Extracted records: Begin

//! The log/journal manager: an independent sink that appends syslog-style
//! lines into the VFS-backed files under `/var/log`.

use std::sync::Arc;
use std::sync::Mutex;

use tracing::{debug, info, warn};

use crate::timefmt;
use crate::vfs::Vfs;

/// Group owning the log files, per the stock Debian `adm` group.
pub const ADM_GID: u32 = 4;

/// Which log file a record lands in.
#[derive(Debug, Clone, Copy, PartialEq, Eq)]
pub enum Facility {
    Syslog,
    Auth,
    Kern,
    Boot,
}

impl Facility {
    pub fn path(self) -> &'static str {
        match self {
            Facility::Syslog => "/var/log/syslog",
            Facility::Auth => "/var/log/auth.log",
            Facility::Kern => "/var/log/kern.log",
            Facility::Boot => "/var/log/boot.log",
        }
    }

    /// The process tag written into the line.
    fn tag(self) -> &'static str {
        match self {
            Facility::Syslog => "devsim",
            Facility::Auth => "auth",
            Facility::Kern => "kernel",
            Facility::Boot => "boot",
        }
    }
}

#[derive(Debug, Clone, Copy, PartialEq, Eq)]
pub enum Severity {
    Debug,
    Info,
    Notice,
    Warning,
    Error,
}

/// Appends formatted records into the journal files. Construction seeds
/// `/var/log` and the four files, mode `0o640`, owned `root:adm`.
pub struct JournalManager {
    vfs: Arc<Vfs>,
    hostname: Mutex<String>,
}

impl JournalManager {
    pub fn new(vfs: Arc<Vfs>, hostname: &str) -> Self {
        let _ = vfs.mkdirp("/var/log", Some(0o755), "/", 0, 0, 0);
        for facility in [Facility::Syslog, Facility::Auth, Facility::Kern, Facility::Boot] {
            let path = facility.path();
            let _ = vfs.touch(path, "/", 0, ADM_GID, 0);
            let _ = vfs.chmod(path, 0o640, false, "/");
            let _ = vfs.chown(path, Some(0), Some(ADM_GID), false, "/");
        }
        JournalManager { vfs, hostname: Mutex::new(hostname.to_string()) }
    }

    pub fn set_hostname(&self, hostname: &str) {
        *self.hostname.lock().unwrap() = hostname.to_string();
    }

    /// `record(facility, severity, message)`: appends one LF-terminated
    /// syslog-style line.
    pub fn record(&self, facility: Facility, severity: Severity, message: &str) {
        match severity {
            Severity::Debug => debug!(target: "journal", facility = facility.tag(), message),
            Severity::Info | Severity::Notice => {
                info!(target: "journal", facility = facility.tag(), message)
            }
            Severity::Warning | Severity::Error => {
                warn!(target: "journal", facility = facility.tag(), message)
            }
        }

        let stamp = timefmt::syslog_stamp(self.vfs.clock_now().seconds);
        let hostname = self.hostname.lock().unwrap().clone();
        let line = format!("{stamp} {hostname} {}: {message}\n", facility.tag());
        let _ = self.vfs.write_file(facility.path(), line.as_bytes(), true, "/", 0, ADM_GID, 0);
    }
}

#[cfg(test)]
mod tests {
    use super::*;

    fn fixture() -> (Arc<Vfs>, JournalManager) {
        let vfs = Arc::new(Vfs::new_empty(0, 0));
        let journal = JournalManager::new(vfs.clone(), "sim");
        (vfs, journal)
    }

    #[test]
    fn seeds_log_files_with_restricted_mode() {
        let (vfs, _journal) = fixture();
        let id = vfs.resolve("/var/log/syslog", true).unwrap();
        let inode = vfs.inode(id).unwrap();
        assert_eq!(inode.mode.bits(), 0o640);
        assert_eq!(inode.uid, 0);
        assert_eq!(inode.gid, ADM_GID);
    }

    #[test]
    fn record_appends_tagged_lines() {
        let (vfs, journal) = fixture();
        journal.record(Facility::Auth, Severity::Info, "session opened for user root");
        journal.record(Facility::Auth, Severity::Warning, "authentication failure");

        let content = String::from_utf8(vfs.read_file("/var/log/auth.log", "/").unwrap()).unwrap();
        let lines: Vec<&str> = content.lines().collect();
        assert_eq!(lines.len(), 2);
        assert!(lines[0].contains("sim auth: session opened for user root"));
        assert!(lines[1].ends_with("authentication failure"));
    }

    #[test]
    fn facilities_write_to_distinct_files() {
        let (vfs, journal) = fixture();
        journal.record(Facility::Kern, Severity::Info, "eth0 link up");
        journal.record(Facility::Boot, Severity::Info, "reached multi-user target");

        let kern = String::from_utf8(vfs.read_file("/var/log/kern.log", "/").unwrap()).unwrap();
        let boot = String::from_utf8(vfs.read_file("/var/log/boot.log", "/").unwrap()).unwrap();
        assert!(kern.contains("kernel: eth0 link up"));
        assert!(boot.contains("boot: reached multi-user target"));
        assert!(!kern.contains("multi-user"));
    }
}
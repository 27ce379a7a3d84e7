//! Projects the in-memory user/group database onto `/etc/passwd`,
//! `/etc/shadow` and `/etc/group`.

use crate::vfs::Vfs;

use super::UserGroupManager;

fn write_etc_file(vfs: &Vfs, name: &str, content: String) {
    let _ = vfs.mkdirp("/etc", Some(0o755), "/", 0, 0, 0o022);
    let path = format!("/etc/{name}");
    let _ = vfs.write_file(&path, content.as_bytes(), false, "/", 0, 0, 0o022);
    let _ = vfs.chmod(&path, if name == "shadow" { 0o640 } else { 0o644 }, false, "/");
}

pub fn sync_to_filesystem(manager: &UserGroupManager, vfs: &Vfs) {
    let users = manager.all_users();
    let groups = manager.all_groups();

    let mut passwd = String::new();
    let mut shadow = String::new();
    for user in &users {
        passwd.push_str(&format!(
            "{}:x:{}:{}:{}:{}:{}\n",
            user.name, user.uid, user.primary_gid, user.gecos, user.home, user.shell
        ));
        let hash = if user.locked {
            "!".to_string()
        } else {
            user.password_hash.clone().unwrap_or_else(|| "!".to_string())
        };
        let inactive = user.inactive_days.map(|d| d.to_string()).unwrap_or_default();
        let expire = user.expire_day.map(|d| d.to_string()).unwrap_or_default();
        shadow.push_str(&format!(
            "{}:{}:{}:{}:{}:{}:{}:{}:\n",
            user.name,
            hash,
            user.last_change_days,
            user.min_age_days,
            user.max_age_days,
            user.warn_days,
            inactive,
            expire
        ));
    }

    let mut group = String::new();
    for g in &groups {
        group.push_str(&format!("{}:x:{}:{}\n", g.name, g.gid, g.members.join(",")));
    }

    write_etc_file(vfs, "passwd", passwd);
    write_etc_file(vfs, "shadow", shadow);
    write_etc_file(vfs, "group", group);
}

Extracted records: End

### Task details
An exact copy of every entry above is required.

### Problem solution
//! The log/journal manager: an independent sink that appends syslog-style
//! lines into the VFS-backed files under `/var/log`.

use std::sync::Arc;
use std::sync::Mutex;

use tracing::{debug, info, warn};

use crate::timefmt;
use crate::vfs::Vfs;

/// Group owning the log files, per the stock Debian `adm` group.
pub const ADM_GID: u32 = 4;

/// Which log file a record lands in.
#[derive(Debug, Clone, Copy, PartialEq, Eq)]
pub enum Facility {
    Syslog,
    Auth,
    Kern,
    Boot,
}

impl Facility {
    pub fn path(self) -> &'static str {
        match self {
            Facility::Syslog => "/var/log/syslog",
            Facility::Auth => "/var/log/auth.log",
            Facility::Kern => "/var/log/kern.log",
            Facility::Boot => "/var/log/boot.log",
        }
    }

    /// The process tag written into the line.
    fn tag(self) -> &'static str {
        match self {
            Facility::Syslog => "devsim",
            Facility::Auth => "auth",
            Facility::Kern => "kernel",
            Facility::Boot => "boot",
        }
    }
}

#[derive(Debug, Clone, Copy, PartialEq, Eq)]
pub enum Severity {
    Debug,
    Info,
    Notice,
    Warning,
    Error,
}

/// Appends formatted records into the journal files. Construction seeds
/// `/var/log` and the four files, mode `0o640`, owned `root:adm`.
pub struct JournalManager {
    vfs: Arc<Vfs>,
    hostname: Mutex<String>,
}

impl JournalManager {
    pub fn new(vfs: Arc<Vfs>, hostname: &str) -> Self {
        let _ = vfs.mkdirp("/var/log", Some(0o755), "/", 0, 0, 0);
        for facility in [Facility::Syslog, Facility::Auth, Facility::Kern, Facility::Boot] {
            let path = facility.path();
            let _ = vfs.touch(path, "/", 0, ADM_GID, 0);
            let _ = vfs.chmod(path, 0o640, false, "/");
            let _ = vfs.chown(path, Some(0), Some(ADM_GID), false, "/");
        }
        JournalManager { vfs, hostname: Mutex::new(hostname.to_string()) }
    }

    pub fn set_hostname(&self, hostname: &str) {
        *self.hostname.lock().unwrap() = hostname.to_string();
    }

    /// `record(facility, severity, message)`: appends one LF-terminated
    /// syslog-style line.
    pub fn record(&self, facility: Facility, severity: Severity, message: &str) {
        match severity {
            Severity::Debug => debug!(target: "journal", facility = facility.tag(), message),
            Severity::Info | Severity::Notice => {
                info!(target: "journal", facility = facility.tag(), message)
            }
            Severity::Warning | Severity::Error => {
                warn!(target: "journal", facility = facility.tag(), message)
            }
        }

        let stamp = timefmt::syslog_stamp(self.vfs.clock_now().seconds);
        let hostname = self.hostname.lock().unwrap().clone();
        let line = format!("{stamp} {hostname} {}: {message}\n", facility.tag());
        let _ = self.vfs.write_file(facility.path(), line.as_bytes(), true, "/", 0, ADM_GID, 0);
    }
}

#[cfg(test)]
mod tests {
    use super::*;

    fn fixture() -> (Arc<Vfs>, JournalManager) {
        let vfs = Arc::new(Vfs::new_empty(0, 0));
        let journal = JournalManager::new(vfs.clone(), "sim");
        (vfs, journal)
    }

    #[test]
    fn seeds_log_files_with_restricted_mode() {
        let (vfs, _journal) = fixture();
        let id = vfs.resolve("/var/log/syslog", true).unwrap();
        let inode = vfs.inode(id).unwrap();
        assert_eq!(inode.mode.bits(), 0o640);
        assert_eq!(inode.uid, 0);
        assert_eq!(inode.gid, ADM_GID);
    }

    #[test]
    fn record_appends_tagged_lines() {
        let (vfs, journal) = fixture();
        journal.record(Facility::Auth, Severity::Info, "session opened for user root");
        journal.record(Facility::Auth, Severity::Warning, "authentication failure");

        let content = String::from_utf8(vfs.read_file("/var/log/auth.log", "/").unwrap()).unwrap();
        let lines: Vec<&str> = content.lines().collect();
        assert_eq!(lines.len(), 2);
        assert!(lines[0].contains("sim auth: session opened for user root"));
        assert!(lines[1].ends_with("authentication failure"));
    }

    #[test]
    fn facilities_write_to_distinct_files() {
        let (vfs, journal) = fixture();
        journal.record(Facility::Kern, Severity::Info, "eth0 link up");
        journal.record(Facility::Boot, Severity::Info, "reached multi-user target");

        let kern = String::from_utf8(vfs.read_file("/var/log/kern.log", "/").unwrap()).unwrap();
        let boot = String::from_utf8(vfs.read_file("/var/log/boot.log", "/").unwrap()).unwrap();
        assert!(kern.contains("kernel: eth0 link up"));
        assert!(boot.contains("boot: reached multi-user target"));
        assert!(!kern.contains("multi-user"));
    }
}
repository 27ce379a7a3d84e7
//! Projects the in-memory user/group database onto `/etc/passwd`,
//! `/etc/shadow` and `/etc/group`.

use crate::vfs::Vfs;

use super::UserGroupManager;

fn write_etc_file(vfs: &Vfs, name: &str, content: String) {
    let _ = vfs.mkdirp("/etc", Some(0o755), "/", 0, 0, 0o022);
    let path = format!("/etc/{name}");
    let _ = vfs.write_file(&path, content.as_bytes(), false, "/", 0, 0, 0o022);
    let _ = vfs.chmod(&path, if name == "shadow" { 0o640 } else { 0o644 }, false, "/");
}

pub fn sync_to_filesystem(manager: &UserGroupManager, vfs: &Vfs) {
    let users = manager.all_users();
    let groups = manager.all_groups();

    let mut passwd = String::new();
    let mut shadow = String::new();
    for user in &users {
        passwd.push_str(&format!(
            "{}:x:{}:{}:{}:{}:{}\n",
            user.name, user.uid, user.primary_gid, user.gecos, user.home, user.shell
        ));
        let hash = if user.locked {
            "!".to_string()
        } else {
            user.password_hash.clone().unwrap_or_else(|| "!".to_string())
        };
        let inactive = user.inactive_days.map(|d| d.to_string()).unwrap_or_default();
        let expire = user.expire_day.map(|d| d.to_string()).unwrap_or_default();
        shadow.push_str(&format!(
            "{}:{}:{}:{}:{}:{}:{}:{}:\n",
            user.name,
            hash,
            user.last_change_days,
            user.min_age_days,
            user.max_age_days,
            user.warn_days,
            inactive,
            expire
        ));
    }

    let mut group = String::new();
    for g in &groups {
        group.push_str(&format!("{}:x:{}:{}\n", g.name, g.gid, g.members.join(",")));
    }

    write_etc_file(vfs, "passwd", passwd);
    write_etc_file(vfs, "shadow", shadow);
    write_etc_file(vfs, "group", group);
}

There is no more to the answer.